#### [What is expected]
If a line below contains the string "that", copy it out.

▬▬▬▬▬▬▬▬▬▬

impl Disk {
    /// Use the given device as storage.  The device may or may not be formatted.
    pub fn from_device(dev: Device) -> Self {
        Self { dev }
    }
    pub fn device(&self) -> &Device {
        &self.dev
    }
    fn read_record(dev: &Device,record: usize) -> Result<Vec<u8>,DYNERR> {
        let ([track,sector],offset) = skew::cpm_record_ts(record,OFF);
        let buf = dev.read_sector(track,sector)?;
        Ok(buf[offset..offset+RECORD_SIZE].to_vec())
    }
    fn write_record(&mut self,record: usize,dat: &[u8]) -> STDRESULT {
        let ([track,sector],offset) = skew::cpm_record_ts(record,OFF);
        let mut buf = self.dev.read_sector(track,sector)?;
        let mut rec = dat.to_vec();
        rec.resize(RECORD_SIZE,0);
        buf[offset..offset+RECORD_SIZE].copy_from_slice(&rec);
        self.dev.write_sector(track,sector,&buf)
    }
    fn read_cpm_block(&self,iblock: usize) -> Result<Vec<u8>,DYNERR> {
        let mut ans = Vec::new();
        for r in 0..RECORDS_PER_BLOCK {
            ans.append(&mut Self::read_record(&self.dev,iblock*RECORDS_PER_BLOCK + r)?);
        }
        Ok(ans)
    }
    fn write_cpm_block(&mut self,iblock: usize,dat: &[u8]) -> STDRESULT {
        let mut buf = dat.to_vec();
        buf.resize(BLOCK_SIZE,0);
        for r in 0..RECORDS_PER_BLOCK {
            self.write_record(iblock*RECORDS_PER_BLOCK + r,&buf[r*RECORD_SIZE..(r+1)*RECORD_SIZE])?;
        }
        Ok(())
    }
    fn read_dir(dev: &Device) -> Result<Vec<Extent>,DYNERR> {
        let mut ans = Vec::new();
        for r in 0..DIR_ENTRIES*DIR_ENTRY_SIZE/RECORD_SIZE {
            let rec = Self::read_record(dev,r)?;
            for chunk in rec.chunks(DIR_ENTRY_SIZE) {
                ans.push(Extent::from_bytes(chunk)?);
            }
        }
        Ok(ans)
    }
    fn get_directory(&self) -> Result<Vec<Extent>,DYNERR> {
        Self::read_dir(&self.dev)
    }
    fn save_directory(&mut self,dir: &[Extent]) -> STDRESULT {
        let mut buf: Vec<u8> = Vec::new();
        for fx in dir {
            buf.append(&mut fx.to_bytes()?);
        }
        for (r,chunk) in buf.chunks(RECORD_SIZE).enumerate() {
            self.write_record(r,chunk)?;
        }
        Ok(())
    }
    /// Test a device for CP/M by checking every directory entry for plausibility.
    /// Erased entries (all 0xe5) are skipped.
    pub fn test_img(dev: &Device) -> bool {
        if dev.tracks()!=TRACKS || dev.sectors()!=SECTORS {
            debug!("CP/M requires a 35 track 16 sector disk");
            return false;
        }
        let raw = match Self::read_dir(dev) {
            Ok(d) => d,
            Err(_) => {
                debug!("CP/M directory was not readable");
                return false;
            }
        };
        for (i,fx) in raw.iter().enumerate() {
            if matches!(fx.to_bytes(),Ok(buf) if buf.iter().all(|b| *b==DELETED)) {
                continue;
            }
            if fx.user>MAX_USER && fx.user!=DELETED {
                debug!("entry {} user {}",i,fx.user);
                return false;
            }
            // filename bytes must be positive ASCII and not control characters
            if fx.name.iter().any(|c| *c>=0x80 || *c<0x20) {
                debug!("entry {} bad name",i);
                return false;
            }
            if fx.idx_low>MAX_EXTENT_INDEX || fx.idx_high!=0 || fx.records>RECORDS_PER_EXTENT {
                debug!("entry {} extent {} s2 {} records {}",i,fx.idx_low,fx.idx_high,fx.records);
                return false;
            }
        }
        true
    }
    /// Group active extents into files, in order of the first extent's slot
    fn build_files(dir: &[Extent]) -> Result<Vec<CpmFile>,DYNERR> {
        let mut map: BTreeMap<(u8,[u8;11]),Vec<(usize,Extent)>> = BTreeMap::new();
        for (slot,fx) in dir.iter().enumerate() {
            if fx.user<=MAX_USER {
                map.entry((fx.user,fx.plain_name())).or_default().push((slot,*fx));
            }
        }
        let mut ans: Vec<CpmFile> = Vec::new();
        for ((user,plain),mut extents) in map {
            extents.sort_by_key(|(_,fx)| fx.index());
            for pair in extents.windows(2) {
                if pair[0].1.index()==pair[1].1.index() {
                    error!("extent {} of {} appears twice",pair[0].1.index(),display_name(&plain));
                    return Err(Box::new(Error::CorruptDirectory));
                }
            }
            ans.push(CpmFile { user, plain, extents });
        }
        ans.sort_by_key(|f| f.extents.iter().map(|(s,_)| *s).min().unwrap_or(0));
        Ok(ans)
    }
    /// Use the device as storage and verify that every block is in range and claimed only once.
    pub fn parse(dev: Device) -> Result<Self,DYNERR> {
        let disk = Self::from_device(dev);
        let dir = disk.get_directory()?;
        let mut claimed = HashSet::new();
        for file in Self::build_files(&dir)? {
            for b in file.blocks() {
                if b<DIR_BLOCKS || b>=USER_BLOCKS || !claimed.insert(b) {
                    error!("{} has bad or shared block {}",display_name(&file.plain),b);
                    return Err(Box::new(Error::CorruptDirectory));
                }
            }
        }
        Ok(disk)
    }
    /// Fill the directory and data area with 0xe5.  The system tracks are not touched.
    pub fn format(&mut self) -> STDRESULT {
        if self.dev.tracks()!=TRACKS || self.dev.sectors()!=SECTORS {
            error!("CP/M requires a 35 track 16 sector disk");
            return Err(Box::new(Error::Unsupported));
        }
        trace!("formatting: fill data area");
        for track in OFF..TRACKS {
            for sector in 0..SECTORS {
                self.dev.write_sector(track,sector,&[DELETED;256])?;
            }
        }
        Ok(())
    }
    fn to_file_entry(file: &CpmFile,deleted: bool) -> FileEntry {
        let name = display_name(&file.plain);
        let blocks = file.blocks();
        let first = &file.extents[0];
        FileEntry {
            raw_name: [first.1.name.to_vec(),first.1.typ.to_vec()].concat(),
            path: name.clone(),
            name,
            type_code: 0,
            type_name: String::from_utf8_lossy(&file.plain[8..11]).trim_end().to_string(),
            aux: 0,
            blocks: blocks.len(),
            eof: Some(file.len()),
            start: Start::Block(blocks.first().copied().unwrap_or(0)),
            slot: Slot { block: 0, index: first.0 },
            deleted,
            locked: first.1.is_read_only(),
            is_dir: false,
            user: Some(file.user)
        }
    }
    /// Files of every user
    pub fn list(&self) -> Result<Vec<FileEntry>,DYNERR> {
        let dir = self.get_directory()?;
        Ok(Self::build_files(&dir)?.iter().map(|f| Self::to_file_entry(f,false)).collect())
    }
    /// Erased extents that still carry a plausible name.
    /// The original user number is lost, so every name appears once.
    pub fn list_deleted(&self) -> Result<Vec<FileEntry>,DYNERR> {
        let dir = self.get_directory()?;
        let mut map: BTreeMap<[u8;11],Vec<(usize,Extent)>> = BTreeMap::new();
        for (slot,fx) in dir.iter().enumerate() {
            if fx.user==DELETED && fx.has_plausible_name() && fx.idx_low<=MAX_EXTENT_INDEX {
                map.entry(fx.plain_name()).or_default().push((slot,*fx));
            }
        }
        let mut ans = Vec::new();
        for (plain,mut extents) in map {
            extents.sort_by_key(|(_,fx)| fx.index());
            ans.push(Self::to_file_entry(&CpmFile { user: DELETED, plain, extents },true));
        }
        Ok(ans)
    }
    /// Go back to the directory and gather the file a `FileEntry` was made from
    fn locate(&self,file: &FileEntry) -> Result<(Vec<Extent>,CpmFile),DYNERR> {
        let dir = self.get_directory()?;
        if let (Some(user),Some(fx)) = (file.user,dir.get(file.slot.index)) {
            if fx.user==user && fx.user<=MAX_USER && [fx.name.to_vec(),fx.typ.to_vec()].concat()==file.raw_name {
                let plain = fx.plain_name();
                for f in Self::build_files(&dir)? {
                    if f.user==user && f.plain==plain {
                        return Ok((dir,f));
                    }
                }
            }
        }
        debug!("{} is no longer in the directory",file.name);
        Err(Box::new(Error::FileNotFound))
    }
    pub fn read(&self,file: &FileEntry) -> Result<Vec<u8>,DYNERR> {
        let (_dir,f) = self.locate(file)?;
        let mut ans = Vec::new();
        for b in f.blocks() {
            ans.append(&mut self.read_cpm_block(b)?);
        }
        ans.truncate(f.len());
        Ok(ans)
    }
    pub fn read_raw(&self,file: &FileEntry) -> Result<Vec<u8>,DYNERR> {
        let (_dir,f) = self.locate(file)?;
        let mut ans = Vec::new();
        for b in f.blocks() {
            ans.append(&mut self.read_cpm_block(b)?);
        }
        Ok(ans)
    }
    fn used_blocks(dir: &[Extent]) -> BitVec {
        let mut map = BitVec::from_elem(USER_BLOCKS,false);
        for b in 0..DIR_BLOCKS {
            map.set(b,true);
        }
        for fx in dir.iter().filter(|fx| fx.user<=MAX_USER) {
            for b in fx.blocks().into_iter().filter(|b| *b<USER_BLOCKS) {
                map.set(b,true);
            }
        }
        map
    }
    fn check_new_name(dir: &[Extent],user: u8,plain: &[u8;11]) -> STDRESULT {
        if dir.iter().any(|fx| fx.user==user && fx.plain_name()==*plain) {
            error!("{} already exists for user {}",display_name(plain),user);
            return Err(Box::new(Error::DuplicateFilename));
        }
        Ok(())
    }
    /// Save a file for the given user.  Nothing is written unless there is room for all of it.
    pub fn save(&mut self,name: &str,dat: &[u8],user: u8) -> Result<FileEntry,DYNERR> {
        if user>MAX_USER {
            return Err(Box::new(Error::InvalidName));
        }
        let (b,e) = split_name(&sanitize_name(name));
        let mut dir = self.get_directory()?;
        let mut plain = [0;11];
        plain[0..8].copy_from_slice(&b);
        plain[8..11].copy_from_slice(&e);
        Self::check_new_name(&dir,user,&plain)?;
        let num_blocks = (dat.len()+BLOCK_SIZE-1)/BLOCK_SIZE;
        let num_extents = usize::max(1,(num_blocks+BLOCKS_PER_EXTENT-1)/BLOCKS_PER_EXTENT);
        let free_slots: Vec<usize> = (0..dir.len()).filter(|i| dir[*i].user==DELETED).collect();
        if free_slots.len()<num_extents {
            return Err(Box::new(Error::DirectoryFull));
        }
        let used = Self::used_blocks(&dir);
        let free_blocks: Vec<usize> = (0..USER_BLOCKS).filter(|b| !used[*b]).take(num_blocks).collect();
        if free_blocks.len()<num_blocks {
            error!("{} needs {} blocks",display_name(&plain),num_blocks);
            return Err(Box::new(Error::DiskFull));
        }
        for (i,chunk) in dat.chunks(BLOCK_SIZE).enumerate() {
            self.write_cpm_block(free_blocks[i],chunk)?;
        }
        let total_records = (dat.len()+RECORD_SIZE-1)/RECORD_SIZE;
        for x in 0..num_extents {
            let mut fx = Extent::new();
            fx.user = user;
            fx.name = b;
            fx.typ = e;
            fx.idx_low = x as u8;
            for (i,blk) in free_blocks.iter().skip(x*BLOCKS_PER_EXTENT).take(BLOCKS_PER_EXTENT).enumerate() {
                fx.block_list[i] = *blk as u8;
            }
            let prior = x*RECORDS_PER_EXTENT as usize;
            fx.records = usize::min(RECORDS_PER_EXTENT as usize,total_records.saturating_sub(prior)) as u8;
            if x+1==num_extents {
                fx.last_bytes = (dat.len() % RECORD_SIZE) as u8;
            }
            dir[free_slots[x]] = fx;
        }
        self.save_directory(&dir)?;
        let file = CpmFile {
            user,
            plain,
            extents: (0..num_extents).map(|x| (free_slots[x],dir[free_slots[x]])).collect()
        };
        Ok(Self::to_file_entry(&file,false))
    }
    /// Mark every extent of the file as deleted, the data is left in place
    pub fn delete(&mut self,file: &FileEntry) -> STDRESULT {
        let (mut dir,f) = self.locate(file)?;
        if f.extents[0].1.is_read_only() {
            return Err(Box::new(Error::FileLocked));
        }
        for (slot,_) in &f.extents {
            dir[*slot].user = DELETED;
        }
        self.save_directory(&dir)
    }
    pub fn rename(&mut self,file: &FileEntry,new_name: &str) -> Result<FileEntry,DYNERR> {
        let (mut dir,mut f) = self.locate(file)?;
        if f.extents[0].1.is_read_only() {
            return Err(Box::new(Error::FileLocked));
        }
        let (b,e) = split_name(&sanitize_name(new_name));
        let mut plain = [0;11];
        plain[0..8].copy_from_slice(&b);
        plain[8..11].copy_from_slice(&e);
        if plain!=f.plain {
            Self::check_new_name(&dir,f.user,&plain)?;
        }
        for (slot,fx) in f.extents.iter_mut() {
            dir[*slot].set_name(b,e);
            *fx = dir[*slot];
        }
        f.plain = plain;
        self.save_directory(&dir)?;
        Ok(Self::to_file_entry(&f,false))
    }
    /// Set or clear the read only attribute on every extent
    pub fn lock(&mut self,file: &FileEntry,locked: bool) -> Result<FileEntry,DYNERR> {
        let (mut dir,mut f) = self.locate(file)?;
        for (slot,fx) in f.extents.iter_mut() {
            match locked {
                true => dir[*slot].typ[0] |= READ_ONLY,
                false => dir[*slot].typ[0] &= !READ_ONLY
            }
            *fx = dir[*slot];
        }
        self.save_directory(&dir)?;
        Ok(Self::to_file_entry(&f,false))
    }
    pub fn free_space(&self) -> Result<FreeSpace,DYNERR> {
        let mut map = Self::used_blocks(&self.get_directory()?);
        map.negate();
        Ok(FreeSpace::from_map(&map,BLOCK_SIZE))
    }
}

▬▬▬▬▬▬▬▬▬▬

#### [The completed task]
    /// Use the device as storage and verify that every block is in range and claimed only once.
    /// Erased extents that still carry a plausible name.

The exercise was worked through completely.